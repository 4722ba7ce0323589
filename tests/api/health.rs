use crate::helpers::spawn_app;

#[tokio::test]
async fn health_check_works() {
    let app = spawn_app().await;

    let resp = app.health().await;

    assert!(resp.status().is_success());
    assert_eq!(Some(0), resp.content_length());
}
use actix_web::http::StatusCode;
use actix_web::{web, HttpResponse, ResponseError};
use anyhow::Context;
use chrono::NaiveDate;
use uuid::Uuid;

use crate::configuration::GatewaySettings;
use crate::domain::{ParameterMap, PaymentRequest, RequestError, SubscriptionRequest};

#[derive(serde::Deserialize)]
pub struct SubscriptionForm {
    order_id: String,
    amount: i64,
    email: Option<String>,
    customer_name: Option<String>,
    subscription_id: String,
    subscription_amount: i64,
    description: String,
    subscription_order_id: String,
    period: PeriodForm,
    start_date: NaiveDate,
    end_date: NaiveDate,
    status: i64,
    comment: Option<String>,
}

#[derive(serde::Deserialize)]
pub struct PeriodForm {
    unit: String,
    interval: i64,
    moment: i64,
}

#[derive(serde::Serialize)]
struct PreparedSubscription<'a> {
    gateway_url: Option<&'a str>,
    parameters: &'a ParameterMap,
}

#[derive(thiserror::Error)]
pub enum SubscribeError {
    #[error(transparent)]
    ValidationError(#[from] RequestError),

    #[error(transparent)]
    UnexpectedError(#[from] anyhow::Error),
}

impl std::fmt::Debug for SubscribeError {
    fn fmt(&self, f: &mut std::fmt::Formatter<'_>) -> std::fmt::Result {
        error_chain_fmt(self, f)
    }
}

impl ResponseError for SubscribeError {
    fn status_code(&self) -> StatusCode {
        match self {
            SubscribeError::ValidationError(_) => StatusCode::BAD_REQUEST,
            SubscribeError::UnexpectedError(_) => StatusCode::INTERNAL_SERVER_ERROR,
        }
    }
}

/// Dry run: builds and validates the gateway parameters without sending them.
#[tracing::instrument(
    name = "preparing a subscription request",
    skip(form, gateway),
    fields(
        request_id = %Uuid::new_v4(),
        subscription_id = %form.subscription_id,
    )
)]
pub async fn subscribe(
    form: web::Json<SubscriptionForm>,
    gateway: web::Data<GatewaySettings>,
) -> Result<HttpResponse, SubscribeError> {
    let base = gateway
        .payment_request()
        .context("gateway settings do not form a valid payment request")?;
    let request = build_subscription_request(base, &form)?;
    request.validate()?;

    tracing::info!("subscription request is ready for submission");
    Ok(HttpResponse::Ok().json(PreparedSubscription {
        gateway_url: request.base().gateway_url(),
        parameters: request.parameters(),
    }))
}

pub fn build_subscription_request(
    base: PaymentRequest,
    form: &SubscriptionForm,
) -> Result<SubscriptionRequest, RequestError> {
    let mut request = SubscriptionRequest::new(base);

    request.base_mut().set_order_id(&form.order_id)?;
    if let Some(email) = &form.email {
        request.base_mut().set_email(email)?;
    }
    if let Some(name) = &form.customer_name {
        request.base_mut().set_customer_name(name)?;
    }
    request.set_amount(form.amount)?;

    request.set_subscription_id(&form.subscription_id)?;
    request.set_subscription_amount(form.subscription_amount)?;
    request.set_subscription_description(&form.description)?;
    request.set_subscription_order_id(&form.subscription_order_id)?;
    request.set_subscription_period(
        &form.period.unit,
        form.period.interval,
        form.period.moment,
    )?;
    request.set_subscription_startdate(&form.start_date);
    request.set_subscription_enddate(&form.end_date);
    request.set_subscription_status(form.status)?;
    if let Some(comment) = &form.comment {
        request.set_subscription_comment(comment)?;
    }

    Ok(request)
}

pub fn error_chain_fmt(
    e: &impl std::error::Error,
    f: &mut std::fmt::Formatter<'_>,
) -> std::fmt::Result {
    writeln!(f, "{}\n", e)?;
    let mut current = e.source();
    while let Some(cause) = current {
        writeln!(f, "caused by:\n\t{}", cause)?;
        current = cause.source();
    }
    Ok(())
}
--
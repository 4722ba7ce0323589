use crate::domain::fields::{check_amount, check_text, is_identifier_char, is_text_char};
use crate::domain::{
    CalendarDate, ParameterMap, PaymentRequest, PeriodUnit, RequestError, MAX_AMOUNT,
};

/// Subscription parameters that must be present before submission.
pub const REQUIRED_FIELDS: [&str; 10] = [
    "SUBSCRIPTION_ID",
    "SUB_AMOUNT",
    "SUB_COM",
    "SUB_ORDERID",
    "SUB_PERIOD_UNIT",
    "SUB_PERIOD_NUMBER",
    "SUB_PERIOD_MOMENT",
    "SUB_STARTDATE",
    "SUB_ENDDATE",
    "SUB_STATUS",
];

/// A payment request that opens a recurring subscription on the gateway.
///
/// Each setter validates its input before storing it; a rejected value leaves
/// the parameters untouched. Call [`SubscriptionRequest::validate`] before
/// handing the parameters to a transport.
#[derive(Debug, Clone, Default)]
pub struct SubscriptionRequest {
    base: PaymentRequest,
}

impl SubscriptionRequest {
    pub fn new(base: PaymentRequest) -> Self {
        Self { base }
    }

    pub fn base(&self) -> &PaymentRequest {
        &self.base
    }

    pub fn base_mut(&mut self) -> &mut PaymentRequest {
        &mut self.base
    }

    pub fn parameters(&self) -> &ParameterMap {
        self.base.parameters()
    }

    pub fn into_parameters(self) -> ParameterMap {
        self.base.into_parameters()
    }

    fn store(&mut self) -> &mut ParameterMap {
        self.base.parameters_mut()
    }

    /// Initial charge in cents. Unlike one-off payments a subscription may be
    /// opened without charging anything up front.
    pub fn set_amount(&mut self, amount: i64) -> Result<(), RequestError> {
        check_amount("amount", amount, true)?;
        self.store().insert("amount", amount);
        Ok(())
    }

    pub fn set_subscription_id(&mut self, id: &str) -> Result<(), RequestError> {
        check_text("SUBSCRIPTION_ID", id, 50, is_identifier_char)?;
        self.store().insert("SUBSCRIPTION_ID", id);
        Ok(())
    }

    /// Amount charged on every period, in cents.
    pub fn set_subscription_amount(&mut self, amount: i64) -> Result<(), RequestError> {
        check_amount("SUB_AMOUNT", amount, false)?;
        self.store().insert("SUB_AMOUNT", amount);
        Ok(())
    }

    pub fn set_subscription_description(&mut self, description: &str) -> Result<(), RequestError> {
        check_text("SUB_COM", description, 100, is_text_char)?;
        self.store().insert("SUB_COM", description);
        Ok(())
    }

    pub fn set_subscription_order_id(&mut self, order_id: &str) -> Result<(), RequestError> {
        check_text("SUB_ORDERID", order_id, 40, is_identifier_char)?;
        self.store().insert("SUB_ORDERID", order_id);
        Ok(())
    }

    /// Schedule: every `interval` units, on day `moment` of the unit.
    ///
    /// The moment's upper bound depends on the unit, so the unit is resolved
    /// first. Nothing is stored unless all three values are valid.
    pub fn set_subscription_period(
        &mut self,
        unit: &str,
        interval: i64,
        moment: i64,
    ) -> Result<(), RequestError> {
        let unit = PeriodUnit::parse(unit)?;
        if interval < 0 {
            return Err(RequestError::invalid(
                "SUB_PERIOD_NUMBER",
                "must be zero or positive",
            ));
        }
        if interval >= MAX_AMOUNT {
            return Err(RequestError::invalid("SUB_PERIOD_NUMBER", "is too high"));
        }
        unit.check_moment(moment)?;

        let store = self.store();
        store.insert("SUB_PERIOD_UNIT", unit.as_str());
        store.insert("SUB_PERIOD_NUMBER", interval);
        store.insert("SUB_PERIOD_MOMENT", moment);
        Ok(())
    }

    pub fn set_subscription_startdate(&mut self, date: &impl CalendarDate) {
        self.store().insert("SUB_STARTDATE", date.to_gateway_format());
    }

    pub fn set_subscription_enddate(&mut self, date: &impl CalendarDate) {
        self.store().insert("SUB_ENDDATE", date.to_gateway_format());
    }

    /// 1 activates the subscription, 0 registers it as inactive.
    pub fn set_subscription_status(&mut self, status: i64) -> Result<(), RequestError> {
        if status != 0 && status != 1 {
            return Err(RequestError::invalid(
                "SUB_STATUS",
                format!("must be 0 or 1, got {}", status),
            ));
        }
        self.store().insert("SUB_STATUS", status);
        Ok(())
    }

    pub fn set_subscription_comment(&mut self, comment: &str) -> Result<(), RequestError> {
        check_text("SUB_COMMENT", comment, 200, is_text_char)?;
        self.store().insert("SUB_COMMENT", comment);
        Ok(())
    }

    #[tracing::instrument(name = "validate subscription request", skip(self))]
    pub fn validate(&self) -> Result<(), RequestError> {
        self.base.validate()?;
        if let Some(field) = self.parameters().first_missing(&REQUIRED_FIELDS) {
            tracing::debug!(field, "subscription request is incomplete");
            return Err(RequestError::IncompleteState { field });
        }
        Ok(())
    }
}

Exercise description:
All lines containing "derive" in the material above should appear in your reply, copied exactly.

Result for this task:
#[derive(serde::Deserialize)]
#[derive(serde::Deserialize)]
#[derive(serde::Serialize)]
#[derive(thiserror::Error)]
#[derive(Debug, Clone, Default)]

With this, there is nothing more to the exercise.